Below are the records; copy every line in them that holds the string "default".

───── Input material ─────

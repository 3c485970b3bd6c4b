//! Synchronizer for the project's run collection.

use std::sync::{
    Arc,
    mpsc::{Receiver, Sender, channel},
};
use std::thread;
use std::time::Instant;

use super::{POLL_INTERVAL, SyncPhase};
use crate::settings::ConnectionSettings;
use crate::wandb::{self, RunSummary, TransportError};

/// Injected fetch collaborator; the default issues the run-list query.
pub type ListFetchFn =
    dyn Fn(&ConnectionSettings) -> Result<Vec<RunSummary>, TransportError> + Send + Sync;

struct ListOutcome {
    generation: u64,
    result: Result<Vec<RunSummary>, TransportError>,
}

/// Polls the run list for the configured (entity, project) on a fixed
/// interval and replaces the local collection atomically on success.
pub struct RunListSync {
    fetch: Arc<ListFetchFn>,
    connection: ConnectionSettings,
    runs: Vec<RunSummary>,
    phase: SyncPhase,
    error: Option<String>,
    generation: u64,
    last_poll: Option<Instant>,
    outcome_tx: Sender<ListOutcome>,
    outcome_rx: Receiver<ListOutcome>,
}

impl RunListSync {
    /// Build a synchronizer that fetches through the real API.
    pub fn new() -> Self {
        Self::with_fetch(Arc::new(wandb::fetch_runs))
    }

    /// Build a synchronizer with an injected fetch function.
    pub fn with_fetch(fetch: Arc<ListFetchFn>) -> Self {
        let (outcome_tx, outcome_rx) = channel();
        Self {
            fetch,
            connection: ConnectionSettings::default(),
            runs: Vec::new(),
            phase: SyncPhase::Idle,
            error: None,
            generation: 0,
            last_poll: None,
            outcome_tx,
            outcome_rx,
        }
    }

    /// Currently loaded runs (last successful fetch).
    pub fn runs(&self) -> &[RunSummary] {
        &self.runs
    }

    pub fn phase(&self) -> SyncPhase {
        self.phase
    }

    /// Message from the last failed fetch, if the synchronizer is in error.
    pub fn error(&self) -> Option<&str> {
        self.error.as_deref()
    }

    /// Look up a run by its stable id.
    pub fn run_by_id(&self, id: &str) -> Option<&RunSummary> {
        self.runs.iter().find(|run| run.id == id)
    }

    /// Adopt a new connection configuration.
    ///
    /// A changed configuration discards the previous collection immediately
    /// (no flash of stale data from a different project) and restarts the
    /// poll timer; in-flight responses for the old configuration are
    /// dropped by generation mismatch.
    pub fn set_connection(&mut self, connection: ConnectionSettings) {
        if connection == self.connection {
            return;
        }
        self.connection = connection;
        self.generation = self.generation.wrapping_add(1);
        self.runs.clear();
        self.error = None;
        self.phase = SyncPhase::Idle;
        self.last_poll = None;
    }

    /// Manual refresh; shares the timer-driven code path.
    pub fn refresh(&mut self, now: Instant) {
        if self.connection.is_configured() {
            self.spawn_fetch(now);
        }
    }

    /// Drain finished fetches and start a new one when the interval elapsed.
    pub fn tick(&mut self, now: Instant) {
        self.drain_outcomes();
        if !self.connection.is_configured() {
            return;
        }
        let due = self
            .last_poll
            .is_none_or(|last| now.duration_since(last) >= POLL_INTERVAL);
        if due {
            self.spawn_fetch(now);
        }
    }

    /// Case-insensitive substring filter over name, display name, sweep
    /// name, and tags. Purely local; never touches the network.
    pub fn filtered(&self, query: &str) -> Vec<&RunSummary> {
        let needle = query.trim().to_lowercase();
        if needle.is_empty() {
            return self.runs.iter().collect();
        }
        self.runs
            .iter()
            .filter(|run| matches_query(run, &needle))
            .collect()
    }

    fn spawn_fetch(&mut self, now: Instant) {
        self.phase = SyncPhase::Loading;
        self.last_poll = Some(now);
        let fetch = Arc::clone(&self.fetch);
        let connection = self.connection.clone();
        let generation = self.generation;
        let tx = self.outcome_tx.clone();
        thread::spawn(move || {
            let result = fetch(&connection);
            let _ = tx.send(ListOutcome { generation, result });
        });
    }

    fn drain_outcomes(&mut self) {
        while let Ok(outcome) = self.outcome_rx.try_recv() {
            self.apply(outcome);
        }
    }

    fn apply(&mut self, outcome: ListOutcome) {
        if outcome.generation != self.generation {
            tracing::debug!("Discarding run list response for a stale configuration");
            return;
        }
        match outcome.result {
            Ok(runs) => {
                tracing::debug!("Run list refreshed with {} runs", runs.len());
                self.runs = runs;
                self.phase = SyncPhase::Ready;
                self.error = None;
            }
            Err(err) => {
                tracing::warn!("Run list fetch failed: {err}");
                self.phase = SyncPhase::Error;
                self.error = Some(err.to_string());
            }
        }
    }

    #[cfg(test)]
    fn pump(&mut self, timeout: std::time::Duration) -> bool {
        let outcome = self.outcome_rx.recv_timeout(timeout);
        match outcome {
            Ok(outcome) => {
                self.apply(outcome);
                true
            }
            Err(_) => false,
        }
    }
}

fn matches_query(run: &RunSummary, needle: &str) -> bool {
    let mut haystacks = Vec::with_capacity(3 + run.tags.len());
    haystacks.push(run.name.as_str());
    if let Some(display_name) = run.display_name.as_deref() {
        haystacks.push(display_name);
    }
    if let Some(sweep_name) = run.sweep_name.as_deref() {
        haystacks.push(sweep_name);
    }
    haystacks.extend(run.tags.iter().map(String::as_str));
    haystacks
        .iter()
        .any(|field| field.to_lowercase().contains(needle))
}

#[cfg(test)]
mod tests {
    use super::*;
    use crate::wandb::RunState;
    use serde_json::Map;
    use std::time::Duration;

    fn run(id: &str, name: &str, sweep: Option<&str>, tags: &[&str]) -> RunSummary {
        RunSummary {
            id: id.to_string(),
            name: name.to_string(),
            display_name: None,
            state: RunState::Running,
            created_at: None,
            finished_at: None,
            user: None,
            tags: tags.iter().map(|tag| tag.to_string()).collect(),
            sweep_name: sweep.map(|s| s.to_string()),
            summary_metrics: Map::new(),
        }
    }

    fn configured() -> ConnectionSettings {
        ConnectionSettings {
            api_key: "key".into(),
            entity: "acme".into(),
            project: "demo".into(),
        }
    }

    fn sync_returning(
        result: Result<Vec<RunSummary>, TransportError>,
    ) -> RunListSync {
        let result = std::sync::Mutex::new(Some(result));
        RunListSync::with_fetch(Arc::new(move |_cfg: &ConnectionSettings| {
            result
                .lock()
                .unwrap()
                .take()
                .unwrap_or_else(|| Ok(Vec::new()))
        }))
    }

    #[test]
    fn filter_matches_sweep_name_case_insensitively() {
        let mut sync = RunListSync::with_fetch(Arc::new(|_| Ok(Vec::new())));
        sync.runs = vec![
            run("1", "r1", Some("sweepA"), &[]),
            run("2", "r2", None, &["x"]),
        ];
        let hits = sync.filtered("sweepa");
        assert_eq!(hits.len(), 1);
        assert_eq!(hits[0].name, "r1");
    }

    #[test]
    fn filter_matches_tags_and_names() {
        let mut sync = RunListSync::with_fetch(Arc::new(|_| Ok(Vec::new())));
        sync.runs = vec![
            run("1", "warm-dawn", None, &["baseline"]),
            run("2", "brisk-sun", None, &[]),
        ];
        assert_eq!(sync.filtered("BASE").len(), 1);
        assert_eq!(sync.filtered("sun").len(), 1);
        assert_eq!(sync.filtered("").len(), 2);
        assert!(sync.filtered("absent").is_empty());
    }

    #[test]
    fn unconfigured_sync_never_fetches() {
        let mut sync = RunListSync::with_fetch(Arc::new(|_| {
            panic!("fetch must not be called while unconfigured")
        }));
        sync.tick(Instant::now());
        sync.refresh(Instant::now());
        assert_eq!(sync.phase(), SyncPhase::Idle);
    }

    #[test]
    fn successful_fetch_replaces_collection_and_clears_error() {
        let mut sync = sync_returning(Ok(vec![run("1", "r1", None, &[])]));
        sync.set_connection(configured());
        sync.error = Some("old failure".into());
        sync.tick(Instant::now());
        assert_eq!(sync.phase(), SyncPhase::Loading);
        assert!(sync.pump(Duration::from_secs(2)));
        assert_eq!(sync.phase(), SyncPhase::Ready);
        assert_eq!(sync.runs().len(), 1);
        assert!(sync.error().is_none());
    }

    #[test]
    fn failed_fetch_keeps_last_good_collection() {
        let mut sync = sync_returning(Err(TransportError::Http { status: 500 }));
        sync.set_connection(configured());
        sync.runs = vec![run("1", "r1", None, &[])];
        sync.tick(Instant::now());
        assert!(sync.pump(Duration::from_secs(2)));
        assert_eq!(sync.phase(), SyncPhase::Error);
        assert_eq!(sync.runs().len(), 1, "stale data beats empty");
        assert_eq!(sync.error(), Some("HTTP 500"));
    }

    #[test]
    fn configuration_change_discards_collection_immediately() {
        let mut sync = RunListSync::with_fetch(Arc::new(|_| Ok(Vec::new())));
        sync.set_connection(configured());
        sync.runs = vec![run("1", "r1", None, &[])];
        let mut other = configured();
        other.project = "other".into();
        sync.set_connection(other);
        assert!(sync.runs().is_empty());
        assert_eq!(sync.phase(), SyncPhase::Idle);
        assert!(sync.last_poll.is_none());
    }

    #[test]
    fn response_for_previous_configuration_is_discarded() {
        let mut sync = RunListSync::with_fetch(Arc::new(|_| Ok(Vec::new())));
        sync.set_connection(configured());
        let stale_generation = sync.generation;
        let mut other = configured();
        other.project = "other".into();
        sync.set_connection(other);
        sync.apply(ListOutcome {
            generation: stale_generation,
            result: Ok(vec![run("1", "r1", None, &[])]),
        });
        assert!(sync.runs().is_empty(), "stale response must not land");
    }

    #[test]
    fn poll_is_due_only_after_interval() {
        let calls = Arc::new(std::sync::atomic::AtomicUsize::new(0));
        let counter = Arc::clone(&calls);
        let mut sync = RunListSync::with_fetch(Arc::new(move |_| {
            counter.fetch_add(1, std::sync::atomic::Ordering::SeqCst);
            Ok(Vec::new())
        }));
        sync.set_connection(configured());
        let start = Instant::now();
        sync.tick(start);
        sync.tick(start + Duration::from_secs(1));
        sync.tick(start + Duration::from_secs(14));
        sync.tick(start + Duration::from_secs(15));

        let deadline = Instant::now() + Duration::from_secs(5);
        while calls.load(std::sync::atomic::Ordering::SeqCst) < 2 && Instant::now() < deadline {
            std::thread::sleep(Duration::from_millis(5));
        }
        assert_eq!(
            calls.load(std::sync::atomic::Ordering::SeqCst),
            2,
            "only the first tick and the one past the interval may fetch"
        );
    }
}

─────

**Written reply**
/// Injected fetch collaborator; the default issues the run-list query.
            connection: ConnectionSettings::default(),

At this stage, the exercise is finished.